Tant qu’à faire se serait bien que se soit la jeune fille du deuxième box qui me reçoive. Ca me changerait ! C’est vrai, je tire souvent la carte “dragon” lorsque je me rends dans une administration. On jurerait qu’elles se sont passées le mot ! Bref. Le temps de le penser que plusieurs numéros défilent (la patience est une vertue !) et que mon numéro s’affiche de son côté. Well… c’est déjà ça !

Je m’approche, présente ma requête mon problème le plus clairement possible en m’attendant à moultes tergiversations et appels (notez le pluriel) de/aux supérieurs hiérarchiques pour savoir comment faire ou pire si Madame unetelle a droit au papier (le sien) dont elle a urgeamment besoin là tout de suite et qu’il n’est pas possible question qu’on lui envoi sous quinzaine parce que “urgent” ne rime pas avec “dans quinze jours” ! - Ouais, ce genre de papier… - Mais ô surprise, la demoiselle semble connaître son job.

Elle me tend mon papier tout sourire 10 mn après.

[moi]: Merci ! J’avoue que je ne m’attendais pas à ce que ça aille aussi vite ! La surprise est d’autant plus agréable que vous avez un sourire magnifique… C’est la nouvelle politique de la maison pour calmer les mécontents ?

Juste le temps de baisser les yeux vers le sac pour ranger mon précieux sésame que sa réponse fuse l’air de rien.
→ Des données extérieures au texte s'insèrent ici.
//! Harbor core: folds captured HTTP traffic into a rule-indexed mock
//! environment document.
//!
//! For a given method+path, captured response variants are disambiguated by
//! matching rules derived from request query parameters, so replaying the
//! environment returns the variant matching the original request. The
//! conversion is three composable passes over an explicit document value,
//! applied in fixed order by [`session::MergeSession`]:
//!
//! 1. `migrate` - upgrade documents from older format revisions
//! 2. fold - derive rules per captured entry and merge without duplicates
//! 3. `prioritize` - re-sort variants by specificity and re-flag defaults
//!
//! # Module Structure
//!
//! - `rule` - predicate model, canonical rule-set form, rule derivation
//! - `environment` - the persisted mock environment document
//! - `capture` - the captured-traffic (HTTP Archive) document
//! - `migrate` - legacy document upgrade
//! - `merge` - duplicate-aware response insertion
//! - `prioritize` - specificity ordering and default selection
//! - `session` - the conversion run tying the passes together

pub mod capture;
pub mod environment;
pub mod error;
pub mod merge;
pub mod migrate;
pub mod prioritize;
pub mod rule;
pub mod session;

pub use error::{Error, Result};
pub use merge::MergeAction;
pub use session::{EntryOutcome, FoldStats, MergeSession};
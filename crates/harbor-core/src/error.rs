//! Error handling for the Harbor conversion library.

use thiserror::Error;

/// Result type for Harbor conversion operations.
pub type Result<T> = std::result::Result<T, Error>;

/// Main error type for Harbor conversion operations.
///
/// Failures local to one capture entry or one capture document are handled
/// inline by the merge session and never surface here; this type covers the
/// document-level reads and the final write, which are the only fatal points
/// of a run.
#[derive(Debug, Error)]
pub enum Error {
    /// I/O failure while reading or writing a document.
    #[error("I/O error: {0}")]
    Io(#[from] std::io::Error),

    /// A document could not be parsed or serialized as JSON.
    #[error("JSON error: {0}")]
    Json(#[from] serde_json::Error),
}
//! Mock environment document model and persistence.

mod types;

pub use types::{Environment, Header, ResponseMode, RootChild, Route, RouteResponse, TlsOptions};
elle: Le vôtre n’est pas mal non plus…

Et là, je marque un temps d’arrêt, avant de relever la tête, en pensant “Nooooon, c’est pas vrai ! Pas à moi quand même ! Je rêve !!!” avant de croiser son regard…

[moi]: Euh… ah… merci ! Au revoir…

elle [petit sourire aux lèvres]: A bientôt…

Je n’ai pas demandé mon reste et j’ai pris mes jambes à mon cou ! Où si vous préférez: j’ai lâchement battu en retraite.

A bientôt ! A bientôt elle m’a fait l’autre ! Comme si ce genre de papier on le demandait plusieurs fois dans une vie. Pfffffffffffffffffff… J’vous jure, elles deviennent trop dangereuses. Trop, trop dangereuses ! Le pire c’est que dans son regard (celui du “A bientôt”) y’avait un truc du genre “la pauvre, c’est la première fois qu’une fille lui fait le coup !”

Ca m’a rappelé un trajet en métro il y a une quelques années où les deux jeunes filles en face de moi se roulaient des pelles à se décrocher la mâchoire en me fixant avec un air de défi dans les yeux. Même interprétation erronée de mon comportement. Ce jour là je les regardais peut être mais j’étais totalement ailleurs. Juste occupée à essayer de comprendre le pourquoi du comment je me retrouvais encore seule chaque nuit dans mon lit dans ma minuscule chambre d’étudiante alors que je me sentais prête à m’assumer pleinement et que ça semblait si facile la preuve. Où étaient-elles donc ? Me disais-je alors… En fait, elles étaient restées au pays !

Non, blague à part mesdemoiselles, un peu de tenue voyons ! Et le respect des aînées ???!